Scapicchio asked Andrew if he changed his estimate after learning that Cochrane Rintala was alive until at least 12:21.

“Why would I do that?” Andrew responded.

Under further questioning, he acknowledged that he has seen rigor mortis set in within minutes of death, and that the isolated use of rigor mortis to establish time of death is not a sound practice.

But he pushed back on the defense attorney’s suggestion that he had not considered outliers in his estimate, saying an outlier has to have an explanation.

“All the things I considered canceled each other out,” Andrew said.

Blood, DNA matches found

Earlier in the day, jurors heard from Tina Gryszowka, a former DNA analyst at the Massachusetts State Police Crime Laboratory, who examined blood and hair samples collected from the basement and from Cochrane Rintala’s body.

Under questioning from Deputy District Attorney Jennifer Suhl, Gryszowka testified that swabs of blood from the basement stairs, stairway wall and the plastic shelving in the basement all matched Cochrane Rintala’s DNA.

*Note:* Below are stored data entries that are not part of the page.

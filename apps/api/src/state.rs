use std::sync::Arc;

use crate::auth::AuthService;
use crate::config::Config;
use crate::llm_client::CompletionService;

/// Shared application state injected into all route handlers via Axum extractors.
#[derive(Clone)]
pub struct AppState {
    pub auth: AuthService,
    /// `None` when no API key is configured; analysis then fails with a 500.
    pub llm: Option<Arc<dyn CompletionService>>,
    pub config: Config,
}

Blood spatter on the basement floor showed some mixture, she said, but the major profile was a match for Cochrane Rintala. There was some additional DNA at one location, she said, but not enough to make a comparison.

Two earrings, one found on a mat at the foot of the stairs and one that Cochrane Rintala’s body had lain on, were tested. Swabs from the posts of both were a match for her DNA, Gryszowka said.

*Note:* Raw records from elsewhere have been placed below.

use axum::{extract::State, Json};
use serde::{Deserialize, Serialize};

use crate::errors::AppError;
use crate::json::ApiJson;
use crate::state::AppState;

/// Absent fields deserialize as empty strings and fail validation like blank ones.
#[derive(Debug, Deserialize)]
pub struct CredentialsRequest {
    #[serde(default)]
    pub username: String,
    #[serde(default)]
    pub password: String,
}

#[derive(Debug, Serialize)]
pub struct SessionResponse {
    pub message: String,
    pub token: String,
    pub username: String,
}

/// POST /api/register
pub async fn handle_register(
    State(state): State<AppState>,
    ApiJson(req): ApiJson<CredentialsRequest>,
) -> Result<Json<SessionResponse>, AppError> {
    let token = state.auth.register(&req.username, &req.password)?;
    Ok(Json(SessionResponse {
        message: "Registration successful".to_string(),
        token,
        username: req.username.trim().to_string(),
    }))
}

/// POST /api/login
pub async fn handle_login(
    State(state): State<AppState>,
    ApiJson(req): ApiJson<CredentialsRequest>,
) -> Result<Json<SessionResponse>, AppError> {
    let token = state.auth.login(&req.username, &req.password)?;
    Ok(Json(SessionResponse {
        message: "Login successful".to_string(),
        token,
        username: req.username.trim().to_string(),
    }))
}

A swab from a backing for one of the earrings found outside by the doormat was inconclusive.

Several hairs removed from Cochrane Rintala’s body and fingernail scrapings taken from her right and left hands matched her DNA, most with high degrees of probability.

Also testifying Monday was Parker Putnam, formerly a drug and trace analyst for the State Police Crime Laboratory.

He testified that wood chips found on the ground outside the side door and on the floor inside came from the door jamb, and that the white material on the shovel matched the paint on the door.

Paint from two items of clothing in evidence matched the paint from the 5-gallon bucket in the basement, he said.

And Trooper Christopher Dolan, who took the police video of the Rintala house, testified on blood and fingerprint evidence at the scene.

After police applied leuco crystal violet to the upstairs floor area, it showed reactions for blood from the entryway through the kitchen to the hallway and in the bathroom. These could not be seen with the naked eye.

“I didn’t observe any reddish-brown stains on the floor,” Dolan said.

Investigators were unable to lift any useful fingerprint impressions from the side door, door jamb, shovel handle, a plastic cup found near the body or a blue vacuum cleaner from the basement.

However, they uncovered a partial palm print from the lid of the 5-gallon paint bucket in the basement. Dolan testified it was his opinion the print was a match for Cara Rintala’s right palm.

Prosecutors claim Rintala dumped the paint over her wife’s body and the basement floor to contaminate the crime scene just before police arrived that night. She told police during her initial interview that she didn’t know where the paint came from.

Testimony from defense witnesses begins Tuesday.